== Segment start ==

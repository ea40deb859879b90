//! Domain events published to external subscribers (notifiers).

use crate::domain::{Decimal, FlagReason, ServiceStatus};
use serde::{Deserialize, Serialize};

#[derive(Debug, Clone, PartialEq, Eq, Serialize, Deserialize)]
#[serde(tag = "type", rename_all = "snake_case")]
pub enum DomainEvent {
    StatusChanged {
        service_request_id: i64,
        from: ServiceStatus,
        to: ServiceStatus,
    },
    ProviderAssigned {
        service_request_id: i64,
        provider_id: i64,
    },
    ServiceAccepted {
        service_request_id: i64,
        total_price: Decimal,
    },
    PaymentConfirmed {
        service_request_id: i64,
        payment_id: i64,
    },
    EscrowReleased {
        service_request_id: i64,
        escrow_id: i64,
    },
    AntifraudFlagRaised {
        service_request_id: i64,
        flag_id: i64,
        reason: FlagReason,
    },
}

impl DomainEvent {
    pub fn name(&self) -> &'static str {
        match self {
            DomainEvent::StatusChanged { .. } => "status_changed",
            DomainEvent::ProviderAssigned { .. } => "provider_assigned",
            DomainEvent::ServiceAccepted { .. } => "service_accepted",
            DomainEvent::PaymentConfirmed { .. } => "payment_confirmed",
            DomainEvent::EscrowReleased { .. } => "escrow_released",
            DomainEvent::AntifraudFlagRaised { .. } => "antifraud_flag_raised",
        }
    }

    pub fn service_request_id(&self) -> i64 {
        match self {
            DomainEvent::StatusChanged { service_request_id, .. }
            | DomainEvent::ProviderAssigned { service_request_id, .. }
            | DomainEvent::ServiceAccepted { service_request_id, .. }
            | DomainEvent::PaymentConfirmed { service_request_id, .. }
            | DomainEvent::EscrowReleased { service_request_id, .. }
            | DomainEvent::AntifraudFlagRaised { service_request_id, .. } => *service_request_id,
        }
    }
}
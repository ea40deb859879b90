//! In-process domain event fan-out.

use crate::domain::DomainEvent;
use tokio::sync::broadcast;
use tokio::task::JoinHandle;
use tracing::{debug, info, warn};

/// Broadcast bus for [`DomainEvent`]s. Publish only after the commit that
/// produced the event; delivery is best effort.
#[derive(Debug, Clone)]
pub struct EventBus {
    tx: broadcast::Sender<DomainEvent>,
}

impl EventBus {
    pub fn new(capacity: usize) -> Self {
        let (tx, _rx) = broadcast::channel(capacity.max(1));
        Self { tx }
    }

    pub fn subscribe(&self) -> broadcast::Receiver<DomainEvent> {
        self.tx.subscribe()
    }

    pub fn publish(&self, event: DomainEvent) {
        let name = event.name();
        let request_id = event.service_request_id();
        if self.tx.send(event).is_err() {
            debug!("No subscribers for {} on request {}", name, request_id);
        }
    }

    pub fn publish_all(&self, events: impl IntoIterator<Item = DomainEvent>) {
        for event in events {
            self.publish(event);
        }
    }
}

impl Default for EventBus {
    fn default() -> Self {
        Self::new(256)
    }
}

/// Log every event on the bus until it is dropped.
pub fn spawn_event_logger(bus: &EventBus) -> JoinHandle<()> {
    let mut rx = bus.subscribe();
    tokio::spawn(async move {
        loop {
            match rx.recv().await {
                Ok(event) => {
                    let payload = serde_json::to_string(&event).unwrap_or_default();
                    info!(
                        "Event {} for request {}: {}",
                        event.name(),
                        event.service_request_id(),
                        payload
                    );
                }
                Err(broadcast::error::RecvError::Lagged(skipped)) => {
                    warn!("Event logger lagged, {} events dropped", skipped);
                }
                Err(broadcast::error::RecvError::Closed) => break,
            }
        }
    })
}
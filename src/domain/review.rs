//! Reviews and the provider reputation pair they feed.

use crate::domain::{Decimal, TimeMs};
use serde::{Deserialize, Serialize};

/// Running `(rating, totalRatings)` pair stored on the provider profile.
#[derive(Debug, Clone, Copy, PartialEq, Eq, Serialize, Deserialize)]
#[serde(rename_all = "camelCase")]
pub struct Reputation {
    pub rating: Decimal,
    pub total_ratings: i64,
}

impl Reputation {
    pub fn new(rating: Decimal, total_ratings: i64) -> Self {
        Self {
            rating,
            total_ratings,
        }
    }

    pub fn unrated() -> Self {
        Self::new(Decimal::zero(), 0)
    }
}

/// A 0-10 rating of a completed job.
#[derive(Debug, Clone, PartialEq, Eq, Serialize, Deserialize)]
#[serde(rename_all = "camelCase")]
pub struct Review {
    pub id: i64,
    pub service_request_id: i64,
    pub client_id: i64,
    pub provider_id: i64,
    pub rating: Decimal,
    pub comment: Option<String>,
    pub created_at: TimeMs,
}

/// Client-submitted review payload.
#[derive(Debug, Clone, PartialEq, Eq, Serialize, Deserialize)]
#[serde(rename_all = "camelCase")]
pub struct NewReview {
    pub provider_id: i64,
    pub rating: Decimal,
    #[serde(default)]
    pub comment: Option<String>,
}
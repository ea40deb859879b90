mod common;

use axum::http::StatusCode;
use common::{admin, client, provider, setup_test_app, TestApp};
use homeserv::domain::{Clock, EscrowStatus, ServiceStatus};
use serde_json::json;

const HOUR: i64 = 3_600_000;

struct Parties {
    client_id: i64,
    provider_id: i64,
    category_id: i64,
}

async fn parties(app: &TestApp) -> Parties {
    let c = app
        .repo
        .insert_client("Carla", Some("111.222.333-44"))
        .await
        .unwrap();
    let p = app.repo.insert_provider("Ana", "Encanador, Plumbing").await.unwrap();
    let category = app.repair_category().await;
    Parties {
        client_id: c.id,
        provider_id: p.id,
        category_id: category.id,
    }
}

async fn create(app: &TestApp, p: &Parties, sla: &str) -> i64 {
    let (status, body) = app
        .call(
            "POST",
            "/v1/requests",
            client(p.client_id),
            Some(json!({
                "categoryId": p.category_id,
                "title": "Leaking sink",
                "description": "Water pooling under the kitchen sink",
                "slaPriority": sla
            })),
        )
        .await;
    assert_eq!(status, StatusCode::CREATED, "{}", body);
    body["id"].as_i64().unwrap()
}

/// Drive a fresh request to `quote_sent` through the API.
async fn quoted(app: &TestApp, p: &Parties) -> i64 {
    let id = create(app, p, "standard").await;

    let (status, _) = app
        .call(
            "POST",
            &format!("/v1/requests/{}/diagnose", id),
            client(p.client_id),
            Some(json!({"description": "Water pooling under the kitchen sink"})),
        )
        .await;
    assert_eq!(status, StatusCode::OK);

    let (status, fee) = app
        .call(
            "POST",
            &format!("/v1/requests/{}/diagnosis-fee", id),
            client(p.client_id),
            Some(json!({"method": "pix"})),
        )
        .await;
    assert_eq!(status, StatusCode::CREATED);

    let (status, _) = app
        .call(
            "POST",
            "/v1/payments/confirm",
            None,
            Some(json!({"paymentRef": fee["paymentRef"]})),
        )
        .await;
    assert_eq!(status, StatusCode::ACCEPTED);
    app.wait_for_status(id, ServiceStatus::FeePaid).await;

    let (status, _) = app
        .call(
            "POST",
            &format!("/v1/requests/{}/assign", id),
            client(p.client_id),
            Some(json!({"providerId": p.provider_id})),
        )
        .await;
    assert_eq!(status, StatusCode::OK);

    let (status, _) = app
        .call(
            "POST",
            &format!("/v1/requests/{}/provider-diagnosis", id),
            provider(p.provider_id),
            Some(json!({
                "findings": "Worn siphon and loose coupling",
                "laborCost": 15000,
                "materialsCost": 5000
            })),
        )
        .await;
    assert_eq!(status, StatusCode::OK);

    let (status, body) = app
        .call(
            "POST",
            &format!("/v1/requests/{}/quote", id),
            provider(p.provider_id),
            None,
        )
        .await;
    assert_eq!(status, StatusCode::OK);
    assert_eq!(body["status"], "quote_sent");
    id
}

#[tokio::test]
async fn test_sla_scales_displayed_estimate() {
    let app = setup_test_app().await;
    let p = parties(&app).await;

    let standard = create(&app, &p, "standard").await;
    let urgent = create(&app, &p, "urgent").await;

    let (_, body) = app
        .call("GET", &format!("/v1/requests/{}", standard), client(p.client_id), None)
        .await;
    assert_eq!(body["request"]["estimatedPrice"].as_f64(), Some(15000.0));
    assert_eq!(body["request"]["status"], "pending");

    let (_, body) = app
        .call("GET", &format!("/v1/requests/{}", urgent), client(p.client_id), None)
        .await;
    assert_eq!(body["request"]["estimatedPrice"].as_f64(), Some(30000.0));
}

#[tokio::test]
async fn test_full_repair_lifecycle() {
    let app = setup_test_app().await;
    let p = parties(&app).await;
    let id = quoted(&app, &p).await;

    let (status, receipt) = app
        .call(
            "POST",
            &format!("/v1/requests/{}/accept", id),
            client(p.client_id),
            Some(json!({"method": "card", "originAddress": "203.0.113.9"})),
        )
        .await;
    assert_eq!(status, StatusCode::OK, "{}", receipt);
    assert_eq!(receipt["request"]["status"], "accepted");
    assert_eq!(receipt["acceptance"]["platformFee"].as_f64(), Some(2000.0));
    assert_eq!(receipt["acceptance"]["totalPrice"].as_f64(), Some(22000.0));
    assert_eq!(receipt["acceptance"]["originAddress"], "203.0.113.9");
    assert_eq!(receipt["escrow"]["holdAmount"].as_f64(), Some(22000.0));
    assert_eq!(receipt["escrow"]["status"], "holding");
    assert_eq!(receipt["payment"]["status"], "pending");

    // The provider waits for the service payment to clear.
    let start = format!("/v1/requests/{}/start", id);
    let (status, _) = app.call("POST", &start, provider(p.provider_id), None).await;
    assert_eq!(status, StatusCode::CONFLICT);
    app.confirm_payment(receipt["payment"]["paymentRef"].as_str().unwrap())
        .await;
    assert_eq!(app.status_of(id).await, ServiceStatus::Accepted);

    let (status, _) = app.call("POST", &start, provider(p.provider_id), None).await;
    assert_eq!(status, StatusCode::OK);

    app.clock.advance_minutes(60);
    let (status, report) = app
        .call(
            "POST",
            &format!("/v1/requests/{}/complete", id),
            provider(p.provider_id),
            None,
        )
        .await;
    assert_eq!(status, StatusCode::OK);
    assert_eq!(report["execution"]["durationMinutes"], 60);
    assert_eq!(report["flags"].as_array().unwrap().len(), 0);

    let (status, body) = app
        .call(
            "POST",
            &format!("/v1/requests/{}/confirm", id),
            client(p.client_id),
            None,
        )
        .await;
    assert_eq!(status, StatusCode::OK);
    assert_eq!(body["status"], "completed");

    let escrow = app.repo.get_escrow_for_request(id).await.unwrap().unwrap();
    assert_eq!(escrow.status, EscrowStatus::Released);
    assert!(escrow.released_at.is_some());

    let (status, body) = app
        .call(
            "POST",
            &format!("/v1/requests/{}/review", id),
            client(p.client_id),
            Some(json!({"providerId": p.provider_id, "rating": 9, "comment": "Quick and tidy"})),
        )
        .await;
    assert_eq!(status, StatusCode::CREATED);
    assert_eq!(body["reputation"]["totalRatings"], 1);
    assert_eq!(body["reputation"]["rating"].as_f64(), Some(9.0));

    let (status, _) = app
        .call(
            "POST",
            &format!("/v1/requests/{}/review", id),
            client(p.client_id),
            Some(json!({"providerId": p.provider_id, "rating": 1})),
        )
        .await;
    assert_eq!(status, StatusCode::BAD_REQUEST);
}

#[tokio::test]
async fn test_short_execution_flagged_once() {
    let app = setup_test_app().await;
    let p = parties(&app).await;
    let id = quoted(&app, &p).await;

    let (_, receipt) = app
        .call(
            "POST",
            &format!("/v1/requests/{}/accept", id),
            client(p.client_id),
            Some(json!({"method": "pix"})),
        )
        .await;
    app.confirm_payment(receipt["payment"]["paymentRef"].as_str().unwrap())
        .await;

    // Device timestamps claiming a two hour job are ignored.
    let claimed_start = app.clock.now().as_ms() - 2 * HOUR;
    let (status, _) = app
        .call(
            "POST",
            &format!("/v1/requests/{}/start", id),
            provider(p.provider_id),
            Some(json!({"at": claimed_start})),
        )
        .await;
    assert_eq!(status, StatusCode::OK);
    app.clock.advance_minutes(20);
    let (status, report) = app
        .call(
            "POST",
            &format!("/v1/requests/{}/complete", id),
            provider(p.provider_id),
            Some(json!({"at": claimed_start + 2 * HOUR})),
        )
        .await;

    assert_eq!(status, StatusCode::OK);
    assert_eq!(report["request"]["status"], "awaiting_confirmation");
    assert_eq!(report["execution"]["durationMinutes"], 20);
    let flags = report["flags"].as_array().unwrap();
    assert_eq!(flags.len(), 1);
    assert_eq!(flags[0]["reason"], "short_execution_duration");
    assert_eq!(flags[0]["severity"], "medium");

    let (_, pending) = app.call("GET", "/v1/admin/flags", admin(1), None).await;
    assert_eq!(pending.as_array().unwrap().len(), 1);
}

#[tokio::test]
async fn test_wrong_party_and_wrong_status() {
    let app = setup_test_app().await;
    let p = parties(&app).await;
    let id = create(&app, &p, "express").await;

    // No identity.
    let (status, _) = app
        .call("POST", &format!("/v1/requests/{}/cancel", id), None, None)
        .await;
    assert_eq!(status, StatusCode::UNAUTHORIZED);

    // Another client.
    let other = app.repo.insert_client("Otto", None).await.unwrap();
    let (status, _) = app
        .call("POST", &format!("/v1/requests/{}/cancel", id), client(other.id), None)
        .await;
    assert_eq!(status, StatusCode::FORBIDDEN);

    // No provider is attached yet, so none may quote.
    let (status, _) = app
        .call(
            "POST",
            &format!("/v1/requests/{}/quote", id),
            provider(p.provider_id),
            None,
        )
        .await;
    assert_eq!(status, StatusCode::FORBIDDEN);

    // Accept before any quote.
    let (status, _) = app
        .call(
            "POST",
            &format!("/v1/requests/{}/accept", id),
            client(p.client_id),
            Some(json!({"method": "pix"})),
        )
        .await;
    assert_eq!(status, StatusCode::CONFLICT);

    let (status, body) = app
        .call("POST", &format!("/v1/requests/{}/cancel", id), client(p.client_id), None)
        .await;
    assert_eq!(status, StatusCode::OK);
    assert_eq!(body["status"], "cancelled");

    let (status, _) = app
        .call("GET", "/v1/requests/9999", client(p.client_id), None)
        .await;
    assert_eq!(status, StatusCode::NOT_FOUND);
}

#[tokio::test]
async fn test_provider_list_bands_and_assignment() {
    let app = setup_test_app().await;
    let p = parties(&app).await;
    app.repo.insert_provider("Eletro", "Electrician").await.unwrap();
    let id = create(&app, &p, "standard").await;

    app.call(
        "POST",
        &format!("/v1/requests/{}/diagnose", id),
        client(p.client_id),
        None,
    )
    .await;
    let (_, fee) = app
        .call(
            "POST",
            &format!("/v1/requests/{}/diagnosis-fee", id),
            client(p.client_id),
            Some(json!({"method": "pix"})),
        )
        .await;
    assert_eq!(fee["amount"].as_f64(), Some(3000.0));

    // Asking again returns the same pending payment.
    let (_, again) = app
        .call(
            "POST",
            &format!("/v1/requests/{}/diagnosis-fee", id),
            client(p.client_id),
            Some(json!({"method": "pix"})),
        )
        .await;
    assert_eq!(again["id"], fee["id"]);

    app.call(
        "POST",
        "/v1/payments/confirm",
        None,
        Some(json!({"paymentRef": fee["paymentRef"]})),
    )
    .await;
    app.wait_for_status(id, ServiceStatus::FeePaid).await;

    let (status, candidates) = app
        .call(
            "GET",
            &format!("/v1/requests/{}/providers", id),
            client(p.client_id),
            None,
        )
        .await;
    assert_eq!(status, StatusCode::OK);
    let candidates = candidates.as_array().unwrap();
    assert_eq!(candidates.len(), 1);
    assert_eq!(candidates[0]["id"], p.provider_id);
    assert_eq!(candidates[0]["band"]["tier"], "new");
    assert_eq!(candidates[0]["band"]["bandMin"].as_f64(), Some(10000.0));
    assert_eq!(candidates[0]["band"]["bandMax"].as_f64(), Some(11000.0));

    let (status, body) = app
        .call(
            "POST",
            &format!("/v1/requests/{}/assign", id),
            client(p.client_id),
            Some(json!({"providerId": p.provider_id})),
        )
        .await;
    assert_eq!(status, StatusCode::OK);
    assert_eq!(body["status"], "provider_assigned");
    assert_eq!(body["estimatedPrice"].as_f64(), Some(10500.0));

    // Once assigned, a different provider cannot submit findings.
    let intruder = app.repo.insert_provider("Bia", "Plumbing").await.unwrap();
    let (status, _) = app
        .call(
            "POST",
            &format!("/v1/requests/{}/provider-diagnosis", id),
            provider(intruder.id),
            Some(json!({"findings": "x", "laborCost": 1})),
        )
        .await;
    assert_eq!(status, StatusCode::FORBIDDEN);
}

#[tokio::test]
async fn test_concurrent_accepts_have_one_winner() {
    let app = setup_test_app().await;
    let p = parties(&app).await;
    let id = quoted(&app, &p).await;

    let uri = format!("/v1/requests/{}/accept", id);
    let (a, b) = tokio::join!(
        app.call("POST", &uri, client(p.client_id), Some(json!({"method": "pix"}))),
        app.call("POST", &uri, client(p.client_id), Some(json!({"method": "card"}))),
    );
    let mut statuses = [a.0, b.0];
    statuses.sort();
    assert_eq!(statuses, [StatusCode::OK, StatusCode::CONFLICT]);

    let payments = app.repo.list_payments(id).await.unwrap();
    // Diagnosis fee plus a single service payment.
    assert_eq!(payments.len(), 2);
    assert!(app.repo.get_acceptance(id).await.unwrap().is_some());
}

#[tokio::test]
async fn test_failed_payment_cannot_be_confirmed() {
    let app = setup_test_app().await;
    let p = parties(&app).await;
    let id = create(&app, &p, "standard").await;
    app.call(
        "POST",
        &format!("/v1/requests/{}/diagnose", id),
        client(p.client_id),
        None,
    )
    .await;
    let (_, fee) = app
        .call(
            "POST",
            &format!("/v1/requests/{}/diagnosis-fee", id),
            client(p.client_id),
            Some(json!({"method": "boleto"})),
        )
        .await;

    let (status, failed) = app
        .call(
            "POST",
            "/v1/payments/fail",
            None,
            Some(json!({"paymentRef": fee["paymentRef"]})),
        )
        .await;
    assert_eq!(status, StatusCode::OK);
    assert_eq!(failed["status"], "failed");

    let payment_ref = fee["paymentRef"].as_str().unwrap();
    assert!(app.lifecycle.on_payment_confirmed(payment_ref).await.is_err());
    assert_eq!(app.status_of(id).await, ServiceStatus::AiDiagnosed);
}

#[tokio::test]
async fn test_fee_confirmed_after_cancel_is_kept() {
    let app = setup_test_app().await;
    let p = parties(&app).await;
    let id = create(&app, &p, "standard").await;
    app.call(
        "POST",
        &format!("/v1/requests/{}/diagnose", id),
        client(p.client_id),
        None,
    )
    .await;
    let (_, fee) = app
        .call(
            "POST",
            &format!("/v1/requests/{}/diagnosis-fee", id),
            client(p.client_id),
            Some(json!({"method": "pix"})),
        )
        .await;
    let (status, _) = app
        .call("POST", &format!("/v1/requests/{}/cancel", id), client(p.client_id), None)
        .await;
    assert_eq!(status, StatusCode::OK);

    app.confirm_payment(fee["paymentRef"].as_str().unwrap()).await;
    assert_eq!(app.status_of(id).await, ServiceStatus::Cancelled);

    let (_, view) = app
        .call("GET", &format!("/v1/requests/{}", id), client(p.client_id), None)
        .await;
    assert_eq!(view["payments"][0]["status"], "completed");
}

== Segment end ==

● Description of the task
Only the lines above starting at the one containing "a completed job." and ending at the one containing "pub struct NewReview", both included, are to be returned, exactly as they read.

● Response for this exercise
/// A 0-10 rating of a completed job.
#[derive(Debug, Clone, PartialEq, Eq, Serialize, Deserialize)]
#[serde(rename_all = "camelCase")]
pub struct Review {
    pub id: i64,
    pub service_request_id: i64,
    pub client_id: i64,
    pub provider_id: i64,
    pub rating: Decimal,
    pub comment: Option<String>,
    pub created_at: TimeMs,
}

/// Client-submitted review payload.
#[derive(Debug, Clone, PartialEq, Eq, Serialize, Deserialize)]
#[serde(rename_all = "camelCase")]
pub struct NewReview {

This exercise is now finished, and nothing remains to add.